■ WHAT TO PRODUCE ■
Below are the records. List every line holding the word "else".

■ DATA SHOWN ■
// SPDX-License-Identifier: GPL-3.0-or-later
// Copyright 2026 The Ruvi Authors

//! Array, hash and range builtins. Indexing is shared with the
//! `GETIDX`/`SETIDX` opcodes.

use super::{arg, bid};
use crate::console::Console;
use crate::memory::Memory;
use crate::platform::Platform;
use crate::task::Task;
use crate::value::{self, HeapRange, Value};
use crate::vm::ops::{index_read, index_write};
use crate::vm::{BuiltinRet, Env, VmErr};

/// `[]` for arrays, hashes and strings.
pub fn idx_get<M: Memory, C: Console, P: Platform>(
    task: &mut Task,
    env: &mut Env<'_, M, C, P>,
    abs: usize,
    argc: u8,
) -> Result<BuiltinRet, VmErr> {
    if argc < 1 {
        return Err(VmErr::Argument("wrong number of arguments"));
    }
    let recv = task.regs[abs];
    let idx = arg(task, abs, 0);
    let v = index_read(task, env, recv, idx)?;
    Ok(BuiltinRet::Value(v))
}

/// `[]=` for arrays and hashes; returns the stored value.
pub fn idx_set<M: Memory, C: Console, P: Platform>(
    task: &mut Task,
    env: &mut Env<'_, M, C, P>,
    abs: usize,
    argc: u8,
) -> Result<BuiltinRet, VmErr> {
    if argc < 2 {
        return Err(VmErr::Argument("wrong number of arguments"));
    }
    let recv = task.regs[abs];
    let key = arg(task, abs, 0);
    let val = arg(task, abs, 1);
    index_write(env, recv, key, val)?;
    value::incref(env.mem, val);
    Ok(BuiltinRet::Value(val))
}

/// `size`/`pop`/`first`/`last` on arrays.
pub fn array_op<M: Memory, C: Console, P: Platform>(
    task: &mut Task,
    env: &mut Env<'_, M, C, P>,
    abs: usize,
    id: u16,
) -> Result<BuiltinRet, VmErr> {
    let Value::Array(addr) = task.regs[abs] else {
        return Err(VmErr::Type("array receiver required"));
    };
    let len = value::array_len(env.mem, addr) as usize;
    let v = match id {
        bid::ARR_SIZE => Value::int(len as i64),
        bid::ARR_POP => value::array_pop(env.mem, addr).unwrap_or(Value::Nil),
        bid::ARR_FIRST | bid::ARR_LAST => {
            if len == 0 {
                Value::Nil
            } else {
                let i = if id == bid::ARR_FIRST { 0 } else { len - 1 };
                let e = value::array_get(env.mem, addr, i);
                value::incref(env.mem, e);
                e
            }
        }
        _ => return Err(VmErr::Internal("unknown builtin id")),
    };
    Ok(BuiltinRet::Value(v))
}

/// `push`/`<<` on arrays; returns the array.
pub fn array_push<M: Memory, C: Console, P: Platform>(
    task: &mut Task,
    env: &mut Env<'_, M, C, P>,
    abs: usize,
    argc: u8,
) -> Result<BuiltinRet, VmErr> {
    if argc < 1 {
        return Err(VmErr::Argument("wrong number of arguments"));
    }
    let Value::Array(addr) = task.regs[abs] else {
        return Err(VmErr::Type("array receiver required"));
    };
    for n in 0..argc as usize {
        let v = arg(task, abs, n);
        value::incref(env.mem, v);
        if value::array_push(env.pool, env.mem, addr, v).is_none() {
            value::decref(env.pool, env.mem, v);
            return Err(VmErr::NoMemory);
        }
    }
    let recv = task.regs[abs];
    value::incref(env.mem, recv);
    Ok(BuiltinRet::Value(recv))
}

/// `size`/`key?` on hashes.
pub fn hash_op<M: Memory, C: Console, P: Platform>(
    task: &mut Task,
    env: &mut Env<'_, M, C, P>,
    abs: usize,
    argc: u8,
    id: u16,
) -> Result<BuiltinRet, VmErr> {
    let Value::Hash(addr) = task.regs[abs] else {
        return Err(VmErr::Type("hash receiver required"));
    };
    let v = match id {
        bid::HASH_SIZE => Value::int(i64::from(value::hash_len(env.mem, addr))),
        _ => {
            if argc < 1 {
                return Err(VmErr::Argument("wrong number of arguments"));
            }
            let key = arg(task, abs, 0);
            Value::bool(value::hash_get(env.mem, addr, key).is_some())
        }
    };
    Ok(BuiltinRet::Value(v))
}

/// `first`/`last`/`exclude_end?` on ranges.
pub fn range_op<M: Memory, C: Console, P: Platform>(
    task: &mut Task,
    env: &mut Env<'_, M, C, P>,
    abs: usize,
    id: u16,
) -> Result<BuiltinRet, VmErr> {
    let Value::Range(addr) = task.regs[abs] else {
        return Err(VmErr::Type("range receiver required"));
    };
    let r: HeapRange = env.mem.read(addr);
    let v = match id {
        bid::RANGE_FIRST => {
            value::incref(env.mem, r.first);
            r.first
        }
        bid::RANGE_LAST => {
            value::incref(env.mem, r.last);
            r.last
        }
        _ => Value::bool(r.exclusive != 0),
    };
    Ok(BuiltinRet::Value(v))
}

■ ANSWER BOX ■
    let Value::Array(addr) = task.regs[abs] else {
            } else {
                let i = if id == bid::ARR_FIRST { 0 } else { len - 1 };
    let Value::Array(addr) = task.regs[abs] else {
    let Value::Hash(addr) = task.regs[abs] else {
    let Value::Range(addr) = task.regs[abs] else {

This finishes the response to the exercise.